Already, a 50:50 venture by Nexen and Opti Canada has stalled expansion of its Long Lake project, which has just come on stream and is planned to grow in six stages of 60,000 b/d each. Opti has only limited cash flow while the initial phase builds towards peak output in 2010 and no access to equity and debt markets. Chief executive Sid Dykstra says funding the second stage is out of the question today, but he is certain the opportunity will return "in the future".
A host of other junior oil-sands players, many of them backed by technical innovations that could reduce greenhouse-gas emissions, natural gas consumption and water usage, face a similar plight – little hope of accessing debt or equity markets, despite vast land and resource holdings. MEG Energy, Laricina Energy, Bronco Energy, Grizzly Oil Sands, Rochester Energy, Oilsands Quest and Patch International are on the list of possible take-over targets.

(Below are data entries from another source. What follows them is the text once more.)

//! Plain-text frame rendering.
use std::fmt::Write;

use game_core::{CharacterView, GameSnapshot, Phase, SceneTag};

/// Renders one frame of the snapshot.
pub fn render(snapshot: &GameSnapshot) -> String {
    let mut out = String::new();

    match snapshot.scene {
        SceneTag::Title => {
            out.push_str("== BATTLE QUEST ==\n");
            for (index, entry) in snapshot.title_menu.iter().enumerate() {
                let cursor = if index == snapshot.menu_index { '>' } else { ' ' };
                let _ = writeln!(out, "{cursor} {entry}");
            }
        }
        SceneTag::Battle => render_battle(&mut out, snapshot),
        SceneTag::Recruit => {
            if let Some(recruit) = &snapshot.recruit {
                let _ = writeln!(out, "-- {} wants to join --", recruit.name);
                let _ = writeln!(out, "{}", member_line(recruit));
            }
            render_dialogue(&mut out, snapshot);
        }
        SceneTag::Encounter => {
            let names: Vec<_> = snapshot.enemies.iter().map(|e| e.name.as_str()).collect();
            let _ = writeln!(out, "-- {} --", names.join(" & "));
            render_dialogue(&mut out, snapshot);
        }
        SceneTag::Story | SceneTag::Clear | SceneTag::GameOver => {
            render_dialogue(&mut out, snapshot);
        }
    }

    out
}

fn render_dialogue(out: &mut String, snapshot: &GameSnapshot) {
    if let Some(dialogue) = &snapshot.dialogue {
        for line in &dialogue.lines {
            let _ = writeln!(out, "  {line}");
        }
        if dialogue.has_more {
            out.push_str("  ...\n");
        }
    }
}

fn render_battle(out: &mut String, snapshot: &GameSnapshot) {
    let _ = writeln!(
        out,
        "-- Stage {}{} --",
        snapshot.stage + 1,
        if snapshot.final_battle { " (final)" } else { "" }
    );

    for enemy in &snapshot.enemies {
        let _ = writeln!(out, "  {}", member_line(enemy));
    }
    out.push('\n');
    for (index, member) in snapshot.party.iter().enumerate() {
        let marker = if snapshot.current_actor == Some(index) { '*' } else { ' ' };
        let _ = writeln!(out, "{marker} {}", member_line(member));
    }
    out.push('\n');

    for line in &snapshot.log {
        let _ = writeln!(out, "| {line}");
    }

    if snapshot.pending.is_some() {
        out.push_str("[Enter] continue\n");
        return;
    }

    match snapshot.phase {
        Some(Phase::Player) if !snapshot.options.is_empty() => {
            for (index, option) in snapshot.options.iter().enumerate() {
                let cursor = if index == snapshot.selection { '>' } else { ' ' };
                let label = if option.enabled {
                    option.label.clone()
                } else {
                    format!("({})", option.label)
                };
                let _ = writeln!(out, "{cursor} {label}");
            }
        }
        Some(Phase::Enemy) => out.push_str("[Enter] enemy turn\n"),
        _ => out.push_str("[Enter] continue\n"),
    }
}

fn member_line(view: &CharacterView) -> String {
    let mut line = format!(
        "{} [{}] {}/{}",
        view.name, view.element, view.health, view.max_health
    );
    if !view.alive {
        line.push_str(" KO");
    }
    if view.guarding {
        line.push_str(" guard");
    }
    if view.attack_bonus > 0 {
        let _ = write!(line, " +{}", view.attack_bonus);
    }
    if view.lockout_turns > 0 {
        let _ = write!(line, " sealed:{}", view.lockout_turns);
    }
    line
}

#[cfg(test)]
mod tests {
    use super::*;
    use game_core::{DialogueView, Element};

    fn view(name: &str, health: u32) -> CharacterView {
        CharacterView {
            name: name.into(),
            element: Element::Fire,
            weapon: "Mic".into(),
            health,
            max_health: 100,
            guarding: false,
            attack_bonus: 0,
            lockout_turns: 0,
            alive: health > 0,
        }
    }

    fn snapshot(scene: SceneTag) -> GameSnapshot {
        GameSnapshot {
            scene,
            stage: 0,
            recruits_added: 0,
            title_menu: Vec::new(),
            menu_index: 0,
            dialogue: None,
            party: Vec::new(),
            enemies: Vec::new(),
            recruit: None,
            phase: None,
            current_actor: None,
            options: Vec::new(),
            selection: 0,
            log: Vec::new(),
            pending: None,
            final_battle: false,
        }
    }

    #[test]
    fn title_marks_the_highlighted_entry() {
        let mut frame = snapshot(SceneTag::Title);
        frame.title_menu = vec!["New Game".into(), "Continue".into()];
        frame.menu_index = 1;

        let text = render(&frame);
        assert!(text.contains("  New Game"));
        assert!(text.contains("> Continue"));
    }

    #[test]
    fn battle_shows_actor_log_and_status() {
        let mut frame = snapshot(SceneTag::Battle);
        frame.phase = Some(Phase::Player);
        frame.party = vec![view("Hero", 40), view("Sage", 0)];
        frame.enemies = vec![view("Goblin", 100)];
        frame.current_actor = Some(0);
        frame.log = vec!["Goblin appeared!".into()];

        let text = render(&frame);
        assert!(text.contains("* Hero [Fire] 40/100"));
        assert!(text.contains("Sage [Fire] 0/100 KO"));
        assert!(text.contains("| Goblin appeared!"));
    }

    #[test]
    fn dialogue_hints_at_more_lines() {
        let mut frame = snapshot(SceneTag::Story);
        frame.dialogue = Some(DialogueView {
            lines: vec!["Once upon a time".into()],
            has_more: true,
        });

        assert_eq!(render(&frame), "  Once upon a time\n  ...\n");
    }
}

Michael Tims, chairman of Peters & Co, an investment dealer, says the only hope is for companies to explore financing alternatives as investors weigh project costs against uncertainties stemming from commodity prices, the cost of equity and the cost of debt.
A game for the big boys
Michael Borrell, president of Total's Canadian unit, says the latest Fort Hills cost increase suggest the oil sands will increasingly be a game for larger, well-capitalised firms, notably the majors. "These are large, complex projects with huge investment levels and you need a certain size to carry those investments forward," he says. "Total is convinced there is value in the oil sands, but they are long term."

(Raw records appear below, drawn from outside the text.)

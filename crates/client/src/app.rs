//! Read-render loop driving the runtime.
use std::io::{BufRead, Write};

use anyhow::{Context, Result};
use game_content::ContentFactory;
use runtime::{OracleManager, Runtime, RuntimeConfig};

use crate::config::CliConfig;
use crate::input::{LineAction, translate};
use crate::render::render;

/// Terminal front end around a [`Runtime`].
pub struct CliApp {
    runtime: Runtime,
}

impl CliApp {
    /// Loads content and assembles the runtime described by `config`.
    pub fn build(config: &CliConfig) -> Result<Self> {
        let factory = match &config.content_dir {
            Some(dir) => ContentFactory::from_dir(dir),
            None => ContentFactory::builtin(),
        };
        let content = factory.load().context("failed to load game content")?;

        let runtime_config = RuntimeConfig {
            game_config: config.game_config(content.config.clone()),
            seed: config.seed,
            save_path: Some(config.resolved_save_path()),
        };

        let runtime = Runtime::builder()
            .config(runtime_config)
            .oracles(OracleManager::from_content(&content))
            .build()
            .context("failed to build runtime")?;

        Ok(Self::new(runtime))
    }

    pub fn new(runtime: Runtime) -> Self {
        Self { runtime }
    }

    pub fn runtime(&self) -> &Runtime {
        &self.runtime
    }

    /// Renders a frame, reads a line, dispatches; until quit or end of input.
    pub fn run(&mut self, input: impl BufRead, mut output: impl Write) -> Result<()> {
        self.draw(&mut output)?;

        for line in input.lines() {
            let line = line.context("failed to read input")?;
            match translate(&line) {
                LineAction::Quit => break,
                LineAction::None => {
                    writeln!(output, "w/s: move  enter: confirm  q: quit")?;
                    continue;
                }
                LineAction::Submit(command) => {
                    self.runtime.dispatch(command);
                }
            }
            self.draw(&mut output)?;
        }

        tracing::info!(stage = self.runtime.session().stage(), "client exiting");
        Ok(())
    }

    fn draw(&self, output: &mut impl Write) -> Result<()> {
        writeln!(output, "\n{}", render(&self.runtime.snapshot()))?;
        output.flush()?;
        Ok(())
    }
}

#[cfg(test)]
mod tests {
    use super::*;
    use game_core::SceneTag;

    fn app() -> CliApp {
        let content = ContentFactory::builtin().load().unwrap();
        let runtime = Runtime::builder()
            .config(RuntimeConfig {
                seed: Some(3),
                ..RuntimeConfig::default()
            })
            .oracles(OracleManager::from_content(&content))
            .build()
            .unwrap();
        CliApp::new(runtime)
    }

    #[test]
    fn scripted_lines_reach_the_first_battle() {
        let mut app = app();
        let input = "\n".repeat(12);
        let mut output = Vec::new();

        app.run(input.as_bytes(), &mut output).unwrap();

        assert_eq!(app.runtime().snapshot().scene, SceneTag::Battle);
        let text = String::from_utf8(output).unwrap();
        assert!(text.contains("> New Game"));
        assert!(text.contains("Joichiro appeared!"));
    }

    #[test]
    fn quit_stops_reading() {
        let mut app = app();
        let mut output = Vec::new();

        app.run("q\n\n\n".as_bytes(), &mut output).unwrap();

        assert_eq!(app.runtime().snapshot().scene, SceneTag::Title);
    }
}
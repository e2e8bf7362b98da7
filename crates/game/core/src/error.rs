//! Shared error classification.
//!
//! Each fallible area defines its own `thiserror` enum next to the code that
//! produces it ([`crate::action::ActionError`], [`crate::env::ProgressError`]).
//! None of them escape [`crate::session::GameSession::step`]; the session turns
//! them into a log line or a [`crate::session::SessionEvent`], and the
//! severity decides how loudly a host reports it.

/// How a rejected command or failed store access should be treated.
#[derive(Clone, Copy, Debug, PartialEq, Eq, Hash)]
#[cfg_attr(feature = "serde", derive(serde::Serialize, serde::Deserialize))]
pub enum ErrorSeverity {
    /// Expected during play: the player picked something unavailable, or no
    /// save exists yet. Picking another command is enough.
    Recoverable,

    /// Input that can never succeed as given, such as a skill index past the
    /// end of the list or an undecodable save.
    Validation,

    /// The battle reached a state the rules should have prevented.
    Internal,

    /// The session cannot continue from this state, such as a running
    /// battle with nobody left to act.
    Fatal,
}

impl ErrorSeverity {
    pub const fn as_str(&self) -> &'static str {
        match self {
            Self::Recoverable => "recoverable",
            Self::Validation => "validation",
            Self::Internal => "internal",
            Self::Fatal => "fatal",
        }
    }

    /// True when the failure points at a rules bug rather than player input.
    pub const fn is_internal(&self) -> bool {
        matches!(self, Self::Internal | Self::Fatal)
    }
}

/// Implemented by every error enum in this crate.
pub trait GameError: core::fmt::Display + core::fmt::Debug {
    fn severity(&self) -> ErrorSeverity;

    /// Stable identifier for log filtering and tests.
    fn error_code(&self) -> &'static str {
        core::any::type_name::<Self>()
    }
}
//! Unified error types surfaced by the runtime API.
//!
//! Only construction can fail: once built, the runtime turns every command
//! into events and never returns an error from a step.
use thiserror::Error;

pub use crate::repository::RepositoryError;

pub type Result<T> = std::result::Result<T, RuntimeError>;

#[derive(Debug, Error)]
pub enum RuntimeError {
    #[error("runtime requires oracles to be configured before building")]
    MissingOracles,

    #[error(transparent)]
    Repository(#[from] RepositoryError),
}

UTS suggests the best option for Fort Hills is to persuade Petro-Canada and Teck Cominco to reduce or defer capital costs by phasing various elements of the project, notably a planned upgrader to convert raw bitumen into synthetic crude, the cost of which alone has risen to almost C$10bn. Whatever the outcome of those discussions, Petro-Canada has retreated from its original plan for a 400,000 b/d upgrader, settling for a first-phase project of about 170,000 b/d.
Other upgrader projects to support increasing Albertan bitumen production are in a similar fix. In September, BA Energy, a unit of Value Creation (VCI), stopped construction of a half-completed merchant upgrader after spending up to C$0.5bn. The 77,500 b/d unit was scheduled to start up in 2011 and expand in two stages to 260,000 b/d.

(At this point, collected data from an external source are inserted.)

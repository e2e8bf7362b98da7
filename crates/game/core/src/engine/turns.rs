use std::collections::VecDeque;

use crate::state::Character;

/// Which side is currently acting.
#[derive(Clone, Copy, Debug, PartialEq, Eq, Hash)]
#[cfg_attr(feature = "serde", derive(serde::Serialize, serde::Deserialize))]
pub enum Phase {
    Player,
    Enemy,
}

/// Ordered roster indices that still have to act in the current phase.
///
/// Regenerated exactly at phase entry from the living members and only
/// trimmed at the head afterwards, so turn order never changes mid-phase.
#[derive(Clone, Debug, Default, PartialEq, Eq)]
pub struct TurnQueue {
    order: VecDeque<usize>,
}

impl TurnQueue {
    /// Snapshot of the given roster indices, in order.
    pub fn snapshot(indices: impl IntoIterator<Item = usize>) -> Self {
        Self {
            order: indices.into_iter().collect(),
        }
    }

    pub fn head(&self) -> Option<usize> {
        self.order.front().copied()
    }

    pub fn pop(&mut self) -> Option<usize> {
        self.order.pop_front()
    }

    /// Pops entries from the head while they point at defeated characters.
    pub fn drop_defeated(&mut self, roster: &[Character]) {
        while let Some(index) = self.head() {
            if roster.get(index).is_some_and(Character::is_alive) {
                break;
            }
            self.order.pop_front();
        }
    }

    /// Hands the head slot to another roster index.
    pub fn replace_head(&mut self, index: usize) {
        if let Some(head) = self.order.front_mut() {
            *head = index;
        }
    }

    pub fn is_empty(&self) -> bool {
        self.order.is_empty()
    }

    pub fn len(&self) -> usize {
        self.order.len()
    }

    pub fn iter(&self) -> impl Iterator<Item = usize> + '_ {
        self.order.iter().copied()
    }
}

BA Energy has indicated that the Heartland upgrader needs either new partners, or will be postponed for four years until cash flow is available from VCI's planned oil-sands operations. Supported by leases containing an estimated 29bn barrels of bitumen, VCI hopes its Terre de Grace project will come on stream at 80,000 b/d (translating into 70,000 b/d of synthetic crude) as its first step towards target production of 400,000 b/d. But its initial costs were estimated in early 2007 at C$45,000 per flowing barrel, a figure that is almost certain to face drastic revisions.
Other projects are at risk or under review:
- North West Upgrading's heavy-oil processor, which is targeting capacity of 77,000 b/d in 2010 and 231,000 b/d by 2016. So far, C$300m has been spent on engineering and design, and site clearing has started, but full-scale construction is on hold for a year while North West tries to arrange feedstock supplies and customer contracts, and seeks financing;
- StatoilHydro has delayed, until 2016, construction of a planned 163,000 b/d upgrader for its production. It has cited a tight supplier market, cost pressures and new environmental regulations; and
- Shell Canada, with Chevron Canada and Marathon as minority partners, is wavering over plans to add a second phase to its Scotford bitumen refinery, adding 100,000 b/d by 2009 to its existing 200,000 b/d, with four more phases of 100,000 b/d each scheduled by 2021 at a total cost of C$35bn. Shell says approval of the second phase hinges on the outcome of regulatory processes, market conditions, final project costs and consultations with stakeholders.
This uncertainty is set against a backdrop of shrinking expectations for the oil sands, with the Canadian Association of Petroleum Producers predicting peak output of 2.8m b/d, more than double volumes today.